Clues to repairing human brain foundDecember 19th, 2008 - 12:45 pm ICT by IANS
Toronto, Dec 19 (IANS) New Canadian research holds out hope for repairing and rejuvenating the human brain.Researchers at Vancouver-based University of British Columbia have found the reasons why the brain loses its capacity to repair itself.
They have identified a protein which represses another protein responsible for the growth of neurons or nerve cells which are the livewire of the brain. These neurons are interconnected - through a mechanism called neural elasticity - to transmit information through the brain and spinal cord.
Led by Ana Mingorance-Le Meur and Timothy O’Connor, the researchers have found that the protein calpain suppresses the protein cortactin, blocking the sprouting of new neurons or nerve cells through neural plasticity.
They said while growing neurons are relatively plastic and can sprout new connections, their plasticity levels drop as they mature and become integrated into neuron networks.
Though this mechanism is used by the brain to regulate these networks from uncontrolled growth, its negative consequence is that the central nervous system is unable to reorganise itself to react quickly to injury or disease.
“This discovery is exciting because we now know that neurons have not lost their capacity to re-grow connections, but instead are under constant repression by the protein calpain,” a university release quoted Ana Mingorance-Le Meur as saying. The study has been published in the European Molecular Biology Organisation (EMBO) Journal.
“If we can target therapies that block this mechanism, then neurons should be able to sprout new connections, therefore stimulating the brain’s ability to repair its wiring network.”
In their experiments on animal models, the researchers reduced calpain activity to unlock the sprouting potential of neurons. They found that when calpain activity is reduced, neural plasticity is enhanced.
“The maintenance of neuronal connections is an active process that requires constant repression of the formation of nerve sprouts by the protein calpain to avoid uncontrolled growth,” said Mingorance-Le Meur.
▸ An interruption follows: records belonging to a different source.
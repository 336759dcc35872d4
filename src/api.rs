//! Public API surface for the backend.
//!
//! This file consolidates the typed contract of the HTTP API: the identifier
//! newtypes and the response shapes defined per endpoint family under
//! [`crate::routes`]. All types derive Serialize/Deserialize so the same
//! definitions describe both the server output and the client input.

pub use crate::routes::analytics::DashboardAnalytics;
pub use crate::routes::analytics::DistrictSummary;
pub use crate::routes::analytics::SchoolSummary;
pub use crate::routes::analytics::ShortageRow;
pub use crate::routes::reports::ComplaintReportRow;
pub use crate::routes::reports::ReportFormat;
pub use crate::routes::reports::ReportType;
pub use crate::routes::reports::StudentReportRow;
pub use crate::routes::reports::TeacherReportRow;
pub use crate::routes::scholarship::EvaluationResult;
pub use crate::routes::trends::MonthPoint;
pub use crate::routes::trends::StudentTrends;
pub use crate::routes::trends::TermPoint;

use serde::{Deserialize, Serialize};

/// User identifier (document primary key).
#[derive(Debug, Copy, Clone, PartialEq, Eq, PartialOrd, Ord, Hash, Serialize, Deserialize)]
pub struct UserId(pub i64);

/// School identifier.
#[derive(Debug, Copy, Clone, PartialEq, Eq, PartialOrd, Ord, Hash, Serialize, Deserialize)]
pub struct SchoolId(pub i64);

/// Student identifier.
#[derive(Debug, Copy, Clone, PartialEq, Eq, PartialOrd, Ord, Hash, Serialize, Deserialize)]
pub struct StudentId(pub i64);

/// Teacher identifier.
#[derive(Debug, Copy, Clone, PartialEq, Eq, PartialOrd, Ord, Hash, Serialize, Deserialize)]
pub struct TeacherId(pub i64);

macro_rules! impl_id {
    ($name:ident) => {
        impl $name {
            pub fn new(value: i64) -> Self {
                $name(value)
            }

            pub fn value(&self) -> i64 {
                self.0
            }
        }

        impl std::fmt::Display for $name {
            fn fmt(&self, f: &mut std::fmt::Formatter<'_>) -> std::fmt::Result {
                write!(f, "{}", self.0)
            }
        }

        impl From<$name> for i64 {
            fn from(id: $name) -> Self {
                id.0
            }
        }
    };
}

impl_id!(UserId);
impl_id!(SchoolId);
impl_id!(StudentId);
impl_id!(TeacherId);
“But a consequence of this role is that calpain limits neural plasticity and the brain’s ability to repair itself. The next step is to find a way to enhance neural plasticity without interfering with the good connections that are already in place,” she added.
According to her, drugs that could promote neural plasticity could potentially treat a wide range of neurological disorders, as well as boost the effects of other treatments under investigation.